Subject: Poetry To: artwithbraininmind-l at pks bu edu Date: Tue, 18 Apr 2000 12:55:53 +0000 From: George Bailey (baileyg at mail ecu edu)
The following was passed to me by a computer person:
- George
In Japan, Sony Vaio machines have replaced the impersonal and unhelpful Microsoft error messages with their own Japanese haiku poetry. Each only 17 syllables.

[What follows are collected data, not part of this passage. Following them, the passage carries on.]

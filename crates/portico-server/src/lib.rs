//! Portico Server: the REST surface over the in-memory store.

pub mod error;
pub mod routes;
pub mod state;

pub use error::{ApiError, ApiResult};
pub use routes::build_router;
pub use state::AppState;
//! Portico: contact-network server.

use std::path::PathBuf;
use std::sync::Arc;

use tracing::info;
use tracing_subscriber::EnvFilter;

use portico_core::PorticoConfig;
use portico_server::{build_router, AppState};

mod layout;

#[tokio::main]
async fn main() -> anyhow::Result<()> {
    // Initialize tracing
    tracing_subscriber::fmt()
        .with_env_filter(
            EnvFilter::try_from_default_env().unwrap_or_else(|_| EnvFilter::new("info")),
        )
        .init();

    let args: Vec<String> = std::env::args().collect();

    // Handle CLI subcommands
    if args.len() > 1 {
        match args[1].as_str() {
            "--layout" | "layout" => {
                if args.len() < 3 {
                    eprintln!("Usage: portico layout <network.json> [width height]");
                    std::process::exit(1);
                }
                let (width, height) = match (args.get(3), args.get(4)) {
                    (Some(w), Some(h)) => (w.parse::<f64>()?, h.parse::<f64>()?),
                    (None, None) => (layout::DEFAULT_WIDTH, layout::DEFAULT_HEIGHT),
                    _ => {
                        eprintln!("Width and height must be given together");
                        std::process::exit(1);
                    }
                };
                let positions = layout::settle_file(&PathBuf::from(&args[2]), width, height)?;
                println!("{}", serde_json::to_string_pretty(&positions)?);
                return Ok(());
            }
            "--help" | "-h" | "help" => {
                println!("Portico: contact network server");
                println!();
                println!("Usage: portico [command]");
                println!();
                println!("Commands:");
                println!("  (none)                              Start the server");
                println!("  layout <network.json> [w h]         Settle a saved network and print node positions");
                println!("  help                                Show this help message");
                println!();
                println!("Environment:");
                println!("  PORTICO_HOST, PORT, PORTICO_SEED_CLUSTERS, PORTICO_UNIQUE_CLUSTER_NAMES, RUST_LOG");
                return Ok(());
            }
            _ => {
                eprintln!("Unknown command: {}. Use 'portico help' for usage.", args[1]);
                std::process::exit(1);
            }
        }
    }

    // Normal server startup
    let config = PorticoConfig::from_env()?;
    let addr = config.bind_addr();

    let state = Arc::new(AppState::new(config));
    let app = build_router(state);

    let listener = tokio::net::TcpListener::bind(addr).await?;
    info!("Portico server listening on {}", addr);

    axum::serve(listener, app).await?;

    Ok(())
}
//! Zoom and pan math on `ZoomTransform`.

use crate::config::LayoutConfig;
use crate::types::{NodeKind, Point, ZoomTransform};

/// Scale by `factor` keeping the graph point under `anchor` (screen) fixed.
/// The resulting scale is clamped to the configured extent.
pub fn zoom_at(t: &ZoomTransform, anchor: Point, factor: f64, config: &LayoutConfig) -> ZoomTransform {
    let k = config.clamp_zoom(t.k * factor);
    let graph = t.screen_to_graph(anchor);
    ZoomTransform {
        x: anchor.x - graph.x * k,
        y: anchor.y - graph.y * k,
        k,
    }
}

pub fn zoom_in(t: &ZoomTransform, width: f64, height: f64, config: &LayoutConfig) -> ZoomTransform {
    zoom_at(t, Point::new(width / 2.0, height / 2.0), config.zoom_in_factor, config)
}

pub fn zoom_out(t: &ZoomTransform, width: f64, height: f64, config: &LayoutConfig) -> ZoomTransform {
    zoom_at(t, Point::new(width / 2.0, height / 2.0), config.zoom_out_factor, config)
}

/// One wheel notch. Scrolling down (`delta_y > 0`) zooms out.
pub fn wheel(t: &ZoomTransform, anchor: Point, delta_y: f64, config: &LayoutConfig) -> ZoomTransform {
    if delta_y == 0.0 {
        return *t;
    }
    let factor = if delta_y > 0.0 {
        1.0 / config.wheel_factor
    } else {
        config.wheel_factor
    };
    zoom_at(t, anchor, factor, config)
}

pub fn pan_by(t: &ZoomTransform, dx: f64, dy: f64) -> ZoomTransform {
    ZoomTransform {
        x: t.x + dx,
        y: t.y + dy,
        k: t.k,
    }
}

/// Frame every node: bounding box of the centers grown by each node's
/// half-extent and a fixed padding, scaled to at most `fit_max_fraction`
/// of the viewport on both axes and centered. `None` without nodes.
pub fn fit_to_view(
    nodes: &[(Point, NodeKind)],
    width: f64,
    height: f64,
    config: &LayoutConfig,
) -> Option<ZoomTransform> {
    if nodes.is_empty() {
        return None;
    }
    let (mut min_x, mut min_y) = (f64::INFINITY, f64::INFINITY);
    let (mut max_x, mut max_y) = (f64::NEG_INFINITY, f64::NEG_INFINITY);
    for (p, kind) in nodes {
        let e = config.half_extent(*kind);
        min_x = min_x.min(p.x - e.w);
        max_x = max_x.max(p.x + e.w);
        min_y = min_y.min(p.y - e.h);
        max_y = max_y.max(p.y + e.h);
    }
    min_x -= config.fit_padding;
    min_y -= config.fit_padding;
    max_x += config.fit_padding;
    max_y += config.fit_padding;

    let bw = max_x - min_x;
    let bh = max_y - min_y;
    let k = config.clamp_zoom(
        (config.fit_max_fraction * width / bw).min(config.fit_max_fraction * height / bh),
    );
    let cx = (min_x + max_x) / 2.0;
    let cy = (min_y + max_y) / 2.0;
    Some(ZoomTransform {
        x: width / 2.0 - cx * k,
        y: height / 2.0 - cy * k,
        k,
    })
}

#[cfg(test)]
mod tests {
    use super::*;

    fn approx(a: f64, b: f64) -> bool {
        (a - b).abs() < 1e-9
    }

    #[test]
    fn test_zoom_in_out_around_center() {
        let c = LayoutConfig::default();
        let t = zoom_in(&ZoomTransform::IDENTITY, 800.0, 600.0, &c);
        assert!(approx(t.k, 1.3));
        // The viewport center stays on the same graph point.
        let center = t.screen_to_graph(Point::new(400.0, 300.0));
        assert!(approx(center.x, 400.0) && approx(center.y, 300.0));

        let t = zoom_out(&ZoomTransform::IDENTITY, 800.0, 600.0, &c);
        assert!(approx(t.k, 0.7));
    }

    #[test]
    fn test_zoom_clamped() {
        let c = LayoutConfig::default();
        let mut t = ZoomTransform::IDENTITY;
        for _ in 0..20 {
            t = zoom_in(&t, 800.0, 600.0, &c);
        }
        assert!(approx(t.k, 3.0));
        for _ in 0..40 {
            t = wheel(&t, Point::new(10.0, 10.0), 120.0, &c);
        }
        assert!(approx(t.k, 0.3));
    }

    #[test]
    fn test_wheel_anchor_fixed() {
        let c = LayoutConfig::default();
        let anchor = Point::new(123.0, 45.0);
        let before = ZoomTransform::IDENTITY.screen_to_graph(anchor);
        let t = wheel(&ZoomTransform::IDENTITY, anchor, -1.0, &c);
        let after = t.screen_to_graph(anchor);
        assert!(approx(before.x, after.x) && approx(before.y, after.y));
    }

    #[test]
    fn test_pan() {
        let t = pan_by(&ZoomTransform::IDENTITY, 5.0, -3.0);
        assert_eq!(t, ZoomTransform { x: 5.0, y: -3.0, k: 1.0 });
    }

    #[test]
    fn test_fit_to_view() {
        let c = LayoutConfig::default();
        assert_eq!(fit_to_view(&[], 800.0, 600.0, &c), None);

        // Hub alone: box 200x140 + 2*50 padding = 300x240.
        let t = fit_to_view(&[(Point::new(0.0, 0.0), NodeKind::Hub)], 800.0, 600.0, &c).unwrap();
        let expected = (0.9 * 800.0 / 300.0f64).min(0.9 * 600.0 / 240.0);
        assert!(approx(t.k, expected));
        assert!(approx(t.x, 400.0) && approx(t.y, 300.0));

        // Spread far apart: clamped to the minimum scale.
        let wide = [
            (Point::new(-5000.0, 0.0), NodeKind::Contact),
            (Point::new(5000.0, 0.0), NodeKind::Contact),
        ];
        let t = fit_to_view(&wide, 800.0, 600.0, &c).unwrap();
        assert!(approx(t.k, 0.3));
    }
}
impl MemStore {
    /// Empty store; every id counter starts at 1.
    pub fn new() -> Self {
        Self {
            inner: RwLock::new(Inner::empty()),
        }
    }

    /// Store seeded with the default clusters (ids 1-4).
    pub fn with_default_clusters() -> Self {
        let store = Self::new();
        {
            let mut inner = store.inner.write();
            for seed in DEFAULT_CLUSTERS {
                inner.insert_cluster(NewCluster {
                    name: seed.name.to_string(),
                    color: seed.color.to_string(),
                });
            }
        }
        info!("MemStore seeded with {} default clusters", DEFAULT_CLUSTERS.len());
        store
    }

    // ---------------------------------------------------------------
    // Clusters
    // ---------------------------------------------------------------

    pub fn clusters(&self) -> Vec<Cluster> {
        self.inner.read().clusters.values().cloned().collect()
    }

    pub fn cluster(&self, id: i64) -> Option<Cluster> {
        self.inner.read().clusters.get(&id).cloned()
    }

    /// Insert a cluster. Duplicate names are accepted.
    pub fn create_cluster(&self, input: NewCluster) -> Cluster {
        let cluster = self.inner.write().insert_cluster(input);
        info!("Created cluster {} ({})", cluster.id, cluster.name);
        cluster
    }

    /// Insert a cluster unless another one already has the same name
    /// (trimmed, case-insensitive). Check and insert share one write lock.
    pub fn create_cluster_unique(&self, input: NewCluster) -> Result<Cluster> {
        let mut inner = self.inner.write();
        if inner.name_taken(&input.name, None) {
            return Err(duplicate_name(&input.name));
        }
        let cluster = inner.insert_cluster(input);
        info!("Created cluster {} ({})", cluster.id, cluster.name);
        Ok(cluster)
    }

    /// Merge a partial update. `None` when the id is unknown.
    pub fn update_cluster(&self, id: i64, patch: ClusterPatch) -> Option<Cluster> {
        let mut inner = self.inner.write();
        let cluster = inner.clusters.get_mut(&id)?;
        cluster.apply(patch);
        Some(cluster.clone())
    }

    /// `update_cluster` that refuses a rename onto another cluster's name.
    pub fn rename_cluster_unique(&self, id: i64, patch: ClusterPatch) -> Result<Cluster> {
        let mut inner = self.inner.write();
        if !inner.clusters.contains_key(&id) {
            return Err(Error::not_found("Cluster"));
        }
        if let Some(name) = &patch.name {
            if inner.name_taken(name, Some(id)) {
                return Err(duplicate_name(name));
            }
        }
        let cluster = inner
            .clusters
            .get_mut(&id)
            .ok_or_else(|| Error::not_found("Cluster"))?;
        cluster.apply(patch);
        Ok(cluster.clone())
    }

    /// Delete a cluster together with its contacts and every connection
    /// touching any of them. Returns whether the cluster existed.
    pub fn delete_cluster(&self, id: i64) -> bool {
        let mut inner = self.inner.write();
        if !inner.clusters.contains_key(&id) {
            return false;
        }

        let doomed: Vec<i64> = inner
            .contacts
            .values()
            .filter(|c| c.cluster_id == id)
            .map(|c| c.id)
            .collect();
        for contact_id in &doomed {
            inner.contacts.remove(contact_id);
        }

        let before = inner.connections.len();
        inner.connections.retain(|_, conn| {
            !conn.touches(EntityKind::Cluster, id)
                && !doomed.iter().any(|cid| conn.touches(EntityKind::Contact, *cid))
        });
        let dropped = before - inner.connections.len();

        inner.clusters.remove(&id);
        info!(
            "Deleted cluster {} ({} contacts, {} connections cascaded)",
            id,
            doomed.len(),
            dropped
        );
        true
    }

    // ---------------------------------------------------------------
    // Contacts
    // ---------------------------------------------------------------

    pub fn contacts(&self) -> Vec<Contact> {
        self.inner.read().contacts.values().cloned().collect()
    }

    pub fn contact(&self, id: i64) -> Option<Contact> {
        self.inner.read().contacts.get(&id).cloned()
    }

    pub fn contacts_by_cluster(&self, cluster_id: i64) -> Vec<Contact> {
        self.inner
            .read()
            .contacts
            .values()
            .filter(|c| c.cluster_id == cluster_id)
            .cloned()
            .collect()
    }

    /// Insert a contact and its membership connection.
    ///
    /// The cluster reference is not checked here; see `try_create_contact`.
    pub fn create_contact(&self, input: NewContact) -> Contact {
        let contact = self.inner.write().insert_contact(input);
        info!("Created contact {} in cluster {}", contact.id, contact.cluster_id);
        contact
    }

    /// Insert a contact only if its cluster exists.
    pub fn try_create_contact(&self, input: NewContact) -> Result<Contact> {
        let mut inner = self.inner.write();
        if !inner.clusters.contains_key(&input.cluster_id) {
            return Err(Error::validation(CLUSTER_REFERENCE_MISSING));
        }
        let contact = inner.insert_contact(input);
        info!("Created contact {} in cluster {}", contact.id, contact.cluster_id);
        Ok(contact)
    }

    /// Merge a partial update, moving the membership connection when the
    /// cluster changes. `None` when the id is unknown.
    pub fn update_contact(&self, id: i64, patch: ContactPatch) -> Option<Contact> {
        self.inner.write().patch_contact(id, patch)
    }

    /// `update_contact` that rejects a move to a cluster that does not exist.
    pub fn try_update_contact(&self, id: i64, patch: ContactPatch) -> Result<Contact> {
        let mut inner = self.inner.write();
        if let Some(cluster_id) = patch.cluster_id {
            if !inner.clusters.contains_key(&cluster_id) {
                return Err(Error::validation(CLUSTER_REFERENCE_MISSING));
            }
        }
        inner
            .patch_contact(id, patch)
            .ok_or_else(|| Error::not_found("Contact"))
    }

    /// Delete a contact and every connection referencing it.
    pub fn delete_contact(&self, id: i64) -> bool {
        let mut inner = self.inner.write();
        if inner.contacts.remove(&id).is_none() {
            return false;
        }
        inner
            .connections
            .retain(|_, conn| !conn.touches(EntityKind::Contact, id));
        info!("Deleted contact {}", id);
        true
    }

    // ---------------------------------------------------------------
    // Connections
    // ---------------------------------------------------------------

    pub fn connections(&self) -> Vec<Connection> {
        self.inner.read().connections.values().cloned().collect()
    }

    pub fn create_connection(&self, input: NewConnection) -> Connection {
        let connection = self.inner.write().insert_connection(input);
        info!(
            "Created connection {} ({} {} -> {} {})",
            connection.id,
            connection.source_type,
            connection.source_id,
            connection.target_type,
            connection.target_id
        );
        connection
    }

    pub fn delete_connection(&self, id: i64) -> bool {
        let removed = self.inner.write().connections.remove(&id).is_some();
        if removed {
            info!("Deleted connection {}", id);
        }
        removed
    }

    // ---------------------------------------------------------------
    // Projection
    // ---------------------------------------------------------------

    /// Derive the network projection from the current collections.
    pub fn network_data(&self) -> NetworkData {
        let data = self.inner.read().project();
        debug!(
            "Network projection: {} nodes, {} links",
            data.nodes.len(),
            data.links.len()
        );
        data
    }

    pub fn graph(&self) -> NetworkGraph {
        NetworkGraph::from_data(&self.network_data())
    }

    pub fn stats(&self) -> StoreStats {
        let inner = self.inner.read();
        let graph = NetworkGraph::from_data(&inner.project()).stats();
        StoreStats {
            clusters: inner.clusters.len(),
            contacts: inner.contacts.len(),
            connections: inner.connections.len(),
            nodes: graph.node_count,
            links: graph.edge_count,
        }
    }
}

Windows NT crashed. I am the Blue Screen of Death. No one hears your screams. A file that big? It might be very useful. But now it is gone. The Web site you seek Cannot be located. Countless more exist. Chaos reigns within. Reflect, repent, and reboot. Order shall return. ABORTED effort: Close all that you have worked on. You ask way too much. Yesterday it worked. Today it is not working. Windows is like that. First snow, then silence. This thousand dollar screen dies So beautifully. With searching comes loss And the presence of absence: "My Novel" not found. The Tao that is seen Is not the true Tao, until You bring fresh toner. Stay the patient course. Of little worth is your ire. The network is down. A crash reduces Your expensive computer To a simple stone. Three things are certain: Death, taxes, and lost data. Guess which has occurred. You step in the stream, But the water has moved on. This page is not here. Out of memory. We wish to hold the whole sky, But we never will. Having been erased, The document you're seeking Must now be retyped. Serious error. All shortcuts have disappeared. Screen. Mind. Both are blank.